All reactions were performed using a CEM Discover SP monomode microwave unit, in a closed vessel. Temperature was measured by means of an infrared (IR) temperature sensor located in the floor of the microwave unit. Nuclear magnetic resonance (NMR) spectra (¹H, ¹³C, ¹⁹F) were performed at 300 K using either a Brüker Avance Ultra Shield 300 MHz, Brüker DRX-400 400 MHz, or Brüker Avance 500 MHz spectrometer (Billerica, MA, USA). ¹H NMR spectra were referenced to residual non-deuterated dimethylsulfoxide (2.50 ppm) in deuterated dimethylsulfoxide (d₆-DMSO). ¹³C NMR spectra were referenced to DMSO (39.52 ppm). ¹⁹F NMR spectra were referenced to hexafluorobenzene (−164.9 ppm). Melting points were determined with a Barnstead Electrotherm 1001D Mel-Temp capillary melting point apparatus in open capillaries and are uncorrected. High-resolution mass spectra were performed on a JEOL AccuTOF-DART SVP 100 unit employing a positive direct analysis in real time (DART) ionization method, using polyethylene glycol (PEG) as the internal standard. Reactions were monitored by ¹H NMR spectroscopy.

3.2. Chemicals

Deuterated dimethylsulfoxide (d₆-DMSO) was purchased from Cambridge Isotope Laboratories. The o-nitro-chlorobenzene derivatives were purchased from Oakwood Chemicals or Alfa Aesar. Ethanol was obtained from Pharmaco. Potassium carbonate was purchased from J. T. Baker. Hexafluorobenzene was purchased from Oakwood Chemicals. All amines employed were purchased from Oakwood Chemicals and used without purification.
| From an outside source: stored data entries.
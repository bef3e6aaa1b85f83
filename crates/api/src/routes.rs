//! HTTP route handlers for the API.

use std::sync::Arc;

use axum::Json;
use axum::extract::State;
use axum::extract::rejection::JsonRejection;
use axum::http::StatusCode;
use axum::response::{IntoResponse, Response};
use conclave_common::ConclaveError;
use conclave_coordinator::{ChatRequest, ChatResponse, FanOutMode};
use serde::Serialize;
use tracing::{error, info, warn};

use crate::AppState;

#[derive(Debug, Serialize)]
pub struct HealthResponse {
    pub status: &'static str,
    pub version: &'static str,
    pub uptime_seconds: u64,
    pub fast_model: String,
    pub smart_model: String,
    pub fan_out: FanOutMode,
}

pub async fn health(State(state): State<Arc<AppState>>) -> Json<HealthResponse> {
    Json(HealthResponse {
        status: "healthy",
        version: env!("CARGO_PKG_VERSION"),
        uptime_seconds: state.uptime_seconds(),
        fast_model: state.tiers.fast.clone(),
        smart_model: state.tiers.smart.clone(),
        fan_out: state.fan_out(),
    })
}

/// API error response. `status` picks the HTTP status and is not serialized.
#[derive(Debug, Serialize)]
pub struct ErrorResponse {
    pub error: String,
    pub code: &'static str,
    #[serde(skip)]
    pub status: StatusCode,
}

impl ErrorResponse {
    pub fn bad_request(error: impl Into<String>, code: &'static str) -> Self {
        Self {
            error: error.into(),
            code,
            status: StatusCode::BAD_REQUEST,
        }
    }
}

impl From<ConclaveError> for ErrorResponse {
    fn from(err: ConclaveError) -> Self {
        let status = match &err {
            e if e.is_timeout() => StatusCode::GATEWAY_TIMEOUT,
            ConclaveError::ModelService(_) | ConclaveError::SchemaValidation { .. } => {
                StatusCode::BAD_GATEWAY
            }
            _ => StatusCode::INTERNAL_SERVER_ERROR,
        };
        Self {
            error: err.to_string(),
            code: err.kind(),
            status,
        }
    }
}

impl IntoResponse for ErrorResponse {
    fn into_response(self) -> Response {
        (self.status, Json(self)).into_response()
    }
}

/// Run one chat turn through the pipeline.
pub async fn chat(
    State(state): State<Arc<AppState>>,
    payload: Result<Json<ChatRequest>, JsonRejection>,
) -> Result<Json<ChatResponse>, ErrorResponse> {
    let Json(request) = payload.map_err(|rejection| {
        warn!(error = %rejection.body_text(), "Rejected chat request body");
        ErrorResponse {
            error: rejection.body_text(),
            code: "INVALID_REQUEST",
            status: if rejection.status() == StatusCode::PAYLOAD_TOO_LARGE {
                StatusCode::PAYLOAD_TOO_LARGE
            } else {
                StatusCode::BAD_REQUEST
            },
        }
    })?;

    if request.message.trim().is_empty() {
        return Err(ErrorResponse::bad_request(
            "message must not be empty",
            "EMPTY_MESSAGE",
        ));
    }

    info!(
        content_preview = %request.message.chars().take(50).collect::<String>(),
        history_len = request.history.len(),
        "Received chat message"
    );

    let response = state.pipeline.run(&request).await.map_err(|e| {
        error!(error = %e, code = e.kind(), "Chat pipeline failed");
        ErrorResponse::from(e)
    })?;

    Ok(Json(response))
}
3.3. Representative Procedure for the Synthesis of Benzimidazole-N-oxides

7-Nitro-2-phenyl-1H-benzimidazole 3-oxide (4aa): 2-Chloro-1,3-dinitrobenzene (0.3 mmol, 1 eq), benzylamine (0.6 mmol, 2 eq) and ethanol (3 mL) were added to a 10 mL-capacity glass tube equipped with a magnetic stir bar. The reaction mixture was sealed with a septum and placed into a CEM Discover SP microwave unit. The contents of the vessel was heated to 120 °C using an initial microwave power of 100 W and held at this temperature for 20 min, the microwave power automatically fluctuating to hold the reaction mixture at the desired temperature. The reaction mixture was stirred constantly. After the allotted time, the reaction mixture was allowed to cool to below 50 °C before taking the vessel out of the microwave unit. The septum was removed, 0.5 M aqueous potassium carbonate (2 mL) was added, and the septum was then replaced. The mixture was then replaced into the microwave unit and heated at 120 °C for 20 min using an identical protocol to that for the first step of the reaction. After cooling, removing from the microwave unit, and de-capping, water (5 mL) was added directly into the glass reaction vessel. The product mixture was acidified with 2 M hydrochloric acid to a pH of between 2 and 5 at which point a yellow solid precipitated from the solution. The stir bar was removed and the reaction vessel placed into an ice bath for 1 h to promote further product precipitation. After this time, the solid product was removed by filtration and dried at 80 °C. Analytically pure 4aa was obtained as a yellow powder (73 mg, 95%); characterized by melting point determination, ¹H- and ¹³C-NMR spectroscopy, and high-resolution mass spectrometry (see the Supplementary Materials).

4. Conclusions

Using a one-pot-two step protocol, a library of 42 novel 2-aryl benzimidazole-3-oxide derivatives were prepared. The use of microwave heating as a tool greatly facilitated the procedure, a total reaction time of 40 min being all that was needed. Ethanol and water were employed as solvents. This, in conjunction with a work-up protocol that involves a simple precipitation and filtration, thereby obviating the need for aqueous-organic extraction, offers a sustainable route to the synthesis and isolation of this class of compound. The products obtained bear diverse structural characteristics, thereby furnishing them with potentially interesting biological activity; this is an area of ongoing study in our group. In addition, post-synthesis modification of the benzimidazole N-oxide products could further yield compounds of biological and chemical interest.